By Esquire Singapore on 13 November 2021
Expanding its creative vision beyond its quintessential ready-to-wear collections, Singapore-based label Beyond The Vines delves into the world of everyday objects and debuts its new design store at Takashimaya Shopping Centre.
Trust us when we say that bringing together Singapore-based Rebecca Ting and Toby Tan (better known as @tobyato) was no mean feat. Both are usually not that easy to pin down, what with their constantly packed schedules. Ting and her multidisciplinary design studio Beyond The Vines seem to always launching exciting projects spanning the realm of fashion, lifestyle and design, while Tan is increasingly gaining prominence as one of Singapore's well-known artists.
The two may exist in different creative fields in Singapore, but what they do have in common—aside from a one-time collaboration initiated by Beyond The Vines—is in the accessibility of their works and designs. As part of the 2021 edition of Esquire Neighbourhood, they spent some time to share what they've learnt thus far and why making good design accessible in Singapore is important for them.
When it comes to menswear, there's one thing that matters most to Singaporean men
T-shirts; you've read that right. Since Beyond The Vines's rebrand in the third quarter of 2020, the brand launched its official menswear line that's just as extensive as its womenswear. But Ting reveals that T-shirts are pretty much the best-seller when it comes to menswear. "I think that we've found a sweet spot with how we do T-shirts," she offers. "I feel like we've nailed it in terms of fabrication and detailing that is enough but not too jarring." Ting goes on to say that she gets it—it's all thanks to our tropical climate.
The Dumpling bag dilemma
Among its more popular designs, Beyond The Vines is known for its Dumpling bag—a nylon creation that's now available in four sizes. With such a strong and persistent demand for a particular design, brands often find it a challenge to move away from the popularity of that one design. For Ting, it's something that she and her team has yet to "fully comprehend" but definitely hasn't stopped the team from continuously researching and developing newer designs especially since there's always a trend with everything.
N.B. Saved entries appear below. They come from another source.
//! An owned RGBA bitmap of the wheel.

use std::time::Instant;

use rayon::prelude::*;

use crate::{
    color::Component,
    models::Srgb,
    wheel::{Point, WheelGeometry},
};

/// Bytes per pixel.
const CHANNELS: usize = 4;

/// A square RGBA8 raster in row-major order. Alpha is always 255.
#[derive(Clone, Debug, PartialEq)]
pub struct Raster {
    size: u32,
    pixels: Vec<u8>,
}

impl Raster {
    /// Evaluate the wheel profile at every pixel center. Rows are computed in
    /// parallel; the result does not depend on scheduling.
    pub fn synthesize(geometry: &WheelGeometry) -> Self {
        let start = Instant::now();

        let size = geometry.size();
        let stride = size as usize * CHANNELS;
        let mut pixels = vec![0; stride * size as usize];

        if stride > 0 {
            pixels
                .par_chunks_mut(stride)
                .enumerate()
                .for_each(|(y, row)| {
                    for (x, pixel) in row.chunks_exact_mut(CHANNELS).enumerate() {
                        let center = Point::new(x as Component + 0.5, y as Component + 0.5);
                        let [red, green, blue] = geometry.color_at_point(center).to_bytes();
                        pixel.copy_from_slice(&[red, green, blue, u8::MAX]);
                    }
                });
        }

        tracing::debug!(size, elapsed = ?start.elapsed(), "synthesized wheel");

        Self { size, pixels }
    }

    /// The side length in pixels.
    pub fn size(&self) -> u32 {
        self.size
    }

    /// The RGBA value of a pixel, or `None` outside the raster.
    pub fn pixel(&self, x: u32, y: u32) -> Option<[u8; 4]> {
        if x >= self.size || y >= self.size {
            return None;
        }

        let offset = (y as usize * self.size as usize + x as usize) * CHANNELS;
        let p = &self.pixels[offset..offset + CHANNELS];
        Some([p[0], p[1], p[2], p[3]])
    }

    /// The color of a pixel without its alpha, or `None` outside the raster.
    pub fn color(&self, x: u32, y: u32) -> Option<Srgb> {
        self.pixel(x, y)
            .map(|[red, green, blue, _]| Srgb::from_bytes([red, green, blue]))
    }

    /// The raw RGBA bytes.
    pub fn as_bytes(&self) -> &[u8] {
        &self.pixels
    }

    /// Consume the raster, returning the raw RGBA bytes.
    pub fn into_bytes(self) -> Vec<u8> {
        self.pixels
    }
}

#[cfg(test)]
mod tests {
    use super::*;

    #[test]
    fn dimensions_and_alpha() {
        let geometry = WheelGeometry::new(64);
        let raster = Raster::synthesize(&geometry);
        assert_eq!(raster.size(), 64);
        assert_eq!(raster.as_bytes().len(), 64 * 64 * 4);
        assert!(raster.as_bytes().chunks_exact(4).all(|p| p[3] == 255));
        assert_eq!(raster.pixel(64, 0), None);
        assert_eq!(raster.pixel(0, 64), None);
    }

    #[test]
    fn corners_and_hole_are_white() {
        let raster = Raster::synthesize(&WheelGeometry::new(64));
        assert_eq!(raster.pixel(0, 0), Some([255, 255, 255, 255]));
        assert_eq!(raster.pixel(63, 63), Some([255, 255, 255, 255]));
        assert_eq!(raster.pixel(32, 32), Some([255, 255, 255, 255]));
    }

    #[test]
    fn pixels_agree_with_analytic_color() {
        let geometry = WheelGeometry::new(48);
        let raster = Raster::synthesize(&geometry);
        for y in 0..48 {
            for x in 0..48 {
                let center = Point::new(x as Component + 0.5, y as Component + 0.5);
                assert_eq!(
                    raster.color(x, y),
                    Some(geometry.color_at_point(center)),
                    "({x}, {y})"
                );
            }
        }
    }

    #[test]
    fn empty_geometry_yields_empty_raster() {
        let raster = Raster::synthesize(&WheelGeometry::new(0));
        assert_eq!(raster.size(), 0);
        assert!(raster.into_bytes().is_empty());
    }
}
At the heart of it, the designs have to be in line with the Beyond The Vines design philosophy (create boldly, design simply) and of course, best for the consumer to use.
Bridging Singapore's creative community with consumers
"I feel like we're a brand that bridges the creatives to the commerce," Ting expresses. "What is amazing is that the consumers don't feel that we are too creative—that they don't really understand what we're doing or that we're a little bit aloof maybe, or abstract. Yet at the same time, the creatives don't feel like we're too commercial that we try to butcher what creatives do."
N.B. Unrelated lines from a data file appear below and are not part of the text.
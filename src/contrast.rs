//! WCAG 2 contrast between colors.

use std::fmt;

use crate::{
    color::Component,
    models::{Srgb, ToXyz},
};

/// Minimum ratio for large text at level AA.
pub const AA_LARGE: Component = 3.0;
/// Minimum ratio for normal text at level AA.
pub const AA_NORMAL: Component = 4.5;
/// Minimum ratio for normal text at level AAA.
pub const AAA_NORMAL: Component = 7.0;

/// The contrast ratio between two relative luminances, in `[1, 21]`. The
/// order of the arguments does not matter.
pub fn contrast_ratio(l1: Component, l2: Component) -> Component {
    (l1.max(l2) + 0.05) / (l1.min(l2) + 0.05)
}

/// The WCAG conformance level a contrast ratio reaches.
#[derive(Clone, Copy, Debug, PartialEq, Eq, PartialOrd, Ord, Hash)]
pub enum WcagLevel {
    /// Below every threshold.
    Fail,
    /// Sufficient for large text only.
    AaLarge,
    /// Sufficient for normal text at level AA.
    Aa,
    /// Sufficient for normal text at level AAA.
    Aaa,
}

impl WcagLevel {
    /// Grade a contrast ratio.
    pub fn grade(ratio: Component) -> Self {
        if ratio >= AAA_NORMAL {
            Self::Aaa
        } else if ratio >= AA_NORMAL {
            Self::Aa
        } else if ratio >= AA_LARGE {
            Self::AaLarge
        } else {
            Self::Fail
        }
    }
}

impl fmt::Display for WcagLevel {
    fn fmt(&self, f: &mut fmt::Formatter<'_>) -> fmt::Result {
        f.write_str(match self {
            Self::Fail => "Fail",
            Self::AaLarge => "AA Large",
            Self::Aa => "AA",
            Self::Aaa => "AAA",
        })
    }
}

/// Contrast of a color against white and black text.
#[derive(Clone, Copy, Debug, PartialEq)]
pub struct Accessibility {
    /// Relative luminance, `[0, 1]`.
    pub luminance: Component,
    /// Contrast ratio against white.
    pub contrast_white: Component,
    /// Contrast ratio against black.
    pub contrast_black: Component,
    /// Level reached against white.
    pub level_white: WcagLevel,
    /// Level reached against black.
    pub level_black: WcagLevel,
    /// The text color with the higher contrast. Ties go to black.
    pub text_color: Srgb,
}

impl Accessibility {
    /// Measure a color.
    pub fn new(color: &Srgb) -> Self {
        let luminance = color.to_xyz().luminance();
        let contrast_white = contrast_ratio(luminance, 1.0);
        let contrast_black = contrast_ratio(luminance, 0.0);

        Self {
            luminance,
            contrast_white,
            contrast_black,
            level_white: WcagLevel::grade(contrast_white),
            level_black: WcagLevel::grade(contrast_black),
            text_color: if contrast_white > contrast_black {
                Srgb::WHITE
            } else {
                Srgb::BLACK
            },
        }
    }
}
//! Model a color with the HSV notation in the sRGB color space.

use crate::{
    color::Component,
    math::{almost_zero, clamp_unit},
    models::{
        hsl::{from_hue_chroma, hue, unit_channels},
        rgb::Srgb,
    },
};

chromawheel_macros::gen_model! {
    /// A color specified with the HSV notation in the sRGB color space.
    pub struct Hsv {
        /// The hue component of the color, in degrees `[0, 360)`.
        hue: Component,
        /// The saturation component of the color, in `[0, 1]`.
        saturation: Component,
        /// The value component of the color, in `[0, 1]`.
        value: Component,
    }
}

impl From<Srgb> for Hsv {
    fn from(value: Srgb) -> Self {
        let (unit, max, chroma) = unit_channels(&value);
        let saturation = if almost_zero(max) { 0.0 } else { chroma / max };

        Hsv::new(hue(&unit, max, chroma), saturation, max)
    }
}

impl Hsv {
    /// Convert to sRGB. Channels are rounded to integers.
    pub fn to_srgb(&self) -> Srgb {
        let value = clamp_unit(self.value);
        let chroma = value * clamp_unit(self.saturation);
        from_hue_chroma(self.hue, chroma, value - chroma)
    }
}

impl Srgb {
    /// Convert to the HSV notation.
    pub fn to_hsv(&self) -> Hsv {
        Hsv::from(*self)
    }
}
It's this balance of accessibility and creativity that Beyond The Vines has managed to continuously introduce figures in Singapore's creative scene as well as Singapore-based brands that many may not be familiar with, to a more mainstream audience. Case in point, it's not-for-sale collaborative project with a host of creatives including Tan as well as its most recent collaboration with coffee tech company Morning.
Making good design and art accessible
For Tan, working with a growing list of international and local fashion brands has allowed what he does to be put in more relatable contexts, especially to those unfamiliar with the creative scene. Fashion was not a medium that he consciously wanted to dabble into but he's realised impact it has. "Brands are a good way for people to access good design and good products," he offers. "That's one reason why I enjoy working on collaborations so much—to make my scope of work and design more accessible." He goes on to say that fashion is an accessible way for people to enjoy art at a "deeper level of appreciation", especially when one buys a garment splashed with a print or a graphic and wears it for everyone else to see.
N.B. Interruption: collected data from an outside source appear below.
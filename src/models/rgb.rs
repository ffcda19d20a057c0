//! Model a color in the sRGB color space, gamma encoded or as linear light.

use crate::{
    color::{Component, Components},
    error::{Error, Result},
    math::{lerp, transform, transform_3x3, Transform},
    models::xyz::{ToXyz, XyzD65},
};

/// The sRGB transfer functions.
mod gamma {
    use crate::color::{Component, Components};

    /// Convert the components from linear light to gamma encoded, both in
    /// `[0, 1]`.
    pub fn to_gamma_encoded(from: &Components) -> Components {
        from.map(|value: Component| {
            let abs = value.abs();

            if abs > 0.0031308 {
                value.signum() * (1.055 * abs.powf(1.0 / 2.4) - 0.055)
            } else {
                12.92 * value
            }
        })
    }

    /// Convert the components from gamma encoded to linear light, both in
    /// `[0, 1]`.
    pub fn to_linear_light(from: &Components) -> Components {
        from.map(|value: Component| {
            let abs = value.abs();

            if abs <= 0.04045 {
                value / 12.92
            } else {
                value.signum() * ((abs + 0.055) / 1.055).powf(2.4)
            }
        })
    }
}

/// The largest value of an 8-bit channel.
pub const CHANNEL_MAX: Component = 255.0;

chromawheel_macros::gen_model! {
    /// A gamma encoded sRGB color. Channels are in `[0, 255]` and may be
    /// fractional before rounding.
    pub struct Srgb {
        /// The red component of the color.
        red: Component,
        /// The green component of the color.
        green: Component,
        /// The blue component of the color.
        blue: Component,
    }
}

impl Srgb {
    /// Pure white.
    pub const WHITE: Srgb = Srgb {
        red: CHANNEL_MAX,
        green: CHANNEL_MAX,
        blue: CHANNEL_MAX,
    };

    /// Pure black.
    pub const BLACK: Srgb = Srgb {
        red: 0.0,
        green: 0.0,
        blue: 0.0,
    };

    /// Create a color from 8-bit channels.
    pub fn from_bytes([red, green, blue]: [u8; 3]) -> Self {
        Self::new(red.into(), green.into(), blue.into())
    }

    /// Parse a `#rrggbb` or `#rgb` hex string. The leading `#` is optional
    /// and digits are case-insensitive.
    pub fn from_hex(hex: &str) -> Result<Self> {
        let invalid = || Error::InvalidHex(hex.to_string());

        let digits = hex.trim().strip_prefix('#').unwrap_or(hex.trim());
        if !digits.is_ascii() || !digits.chars().all(|c| c.is_ascii_hexdigit()) {
            return Err(invalid());
        }

        let channel = |s: &str| u8::from_str_radix(s, 16).map_err(|_| invalid());

        match digits.len() {
            6 => Ok(Self::from_bytes([
                channel(&digits[0..2])?,
                channel(&digits[2..4])?,
                channel(&digits[4..6])?,
            ])),
            3 => {
                let short = |i: usize| channel(&digits[i..=i]).map(|v| v * 17);
                Ok(Self::from_bytes([short(0)?, short(1)?, short(2)?]))
            }
            _ => Err(invalid()),
        }
    }

    /// Every channel clamped into `[0, 255]`.
    pub fn clamped(&self) -> Self {
        self.to_components()
            .map(|v| v.clamp(0.0, CHANNEL_MAX))
            .into()
    }

    /// Every channel clamped and rounded to the nearest integer.
    pub fn rounded(&self) -> Self {
        self.clamped().to_components().map(Component::round).into()
    }

    /// The 8-bit channels of this color, clamped and rounded.
    pub fn to_bytes(&self) -> [u8; 3] {
        let Components(red, green, blue) = self.rounded().to_components();
        [red as u8, green as u8, blue as u8]
    }

    /// The lowercase `#rrggbb` form of this color.
    pub fn to_hex(&self) -> String {
        let [red, green, blue] = self.to_bytes();
        format!("#{:02x}{:02x}{:02x}", red, green, blue)
    }

    /// The CSS `rgb(r g b)` form of this color.
    pub fn to_css(&self) -> String {
        let [red, green, blue] = self.to_bytes();
        format!("rgb({} {} {})", red, green, blue)
    }

    /// True when all three channels are equal, i.e. the color has no hue.
    pub fn is_achromatic(&self) -> bool {
        let c = self.to_components();
        c.max() == c.min()
    }

    /// Convert this model from gamma encoded to linear light.
    pub fn to_linear_light(&self) -> SrgbLinear {
        gamma::to_linear_light(&(self.to_components() * (1.0 / CHANNEL_MAX))).into()
    }

    /// Mix two colors in linear light. `t = 0` yields `self`, `t = 1` yields
    /// `other`. The result is rounded to integer channels.
    pub fn mix_linear(&self, other: &Srgb, t: Component) -> Srgb {
        self.to_linear_light()
            .lerp(&other.to_linear_light(), t)
            .to_gamma_encoded()
    }
}

impl ToXyz for Srgb {
    fn to_xyz(&self) -> XyzD65 {
        self.to_linear_light().to_xyz()
    }
}

chromawheel_macros::gen_model! {
    /// An sRGB color without gamma encoding. Channels are in `[0, 1]`.
    pub struct SrgbLinear {
        /// The red component of the color.
        red: Component,
        /// The green component of the color.
        green: Component,
        /// The blue component of the color.
        blue: Component,
    }
}

impl SrgbLinear {
    /// Convert this model from linear light to gamma encoded. Channels are
    /// rounded to the nearest integer.
    pub fn to_gamma_encoded(&self) -> Srgb {
        Srgb::from(gamma::to_gamma_encoded(&self.to_components()) * CHANNEL_MAX).rounded()
    }

    /// Interpolate per channel towards `other`.
    pub fn lerp(&self, other: &SrgbLinear, t: Component) -> SrgbLinear {
        self.to_components()
            .zip(&other.to_components(), |a, b| lerp(a, b, t))
            .into()
    }
}

impl ToXyz for SrgbLinear {
    fn to_xyz(&self) -> XyzD65 {
        #[rustfmt::skip]
        #[allow(clippy::excessive_precision)]
        const TO_XYZ: Transform = transform_3x3(
            0.4124564, 0.2126729, 0.0193339,
            0.3575761, 0.7151522, 0.1191920,
            0.1804375, 0.0721750, 0.9503041,
        );

        transform(&TO_XYZ, self.to_components()).into()
    }
}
A greater level of curiosity
"If you listen to a very nice song, the first reaction is, 'Oh shit! That's nice." And then you find out the artist and the singer, and the band, maybe the producer. But that same conversation doesn't happen with murals and street art," expresses Tan, who's been working on murals of late. It's this lack of curiosity that could be frustrating at times because there's a tendency to not care about the person behind such public displays of art in Singapore—something that we should all learn to be more aware about as we progress as a society. Tan goes on to say that this should apply to any work of art that we encounter, be it photos, videos or anything on social media, so that there's a greater appreciation for the arts.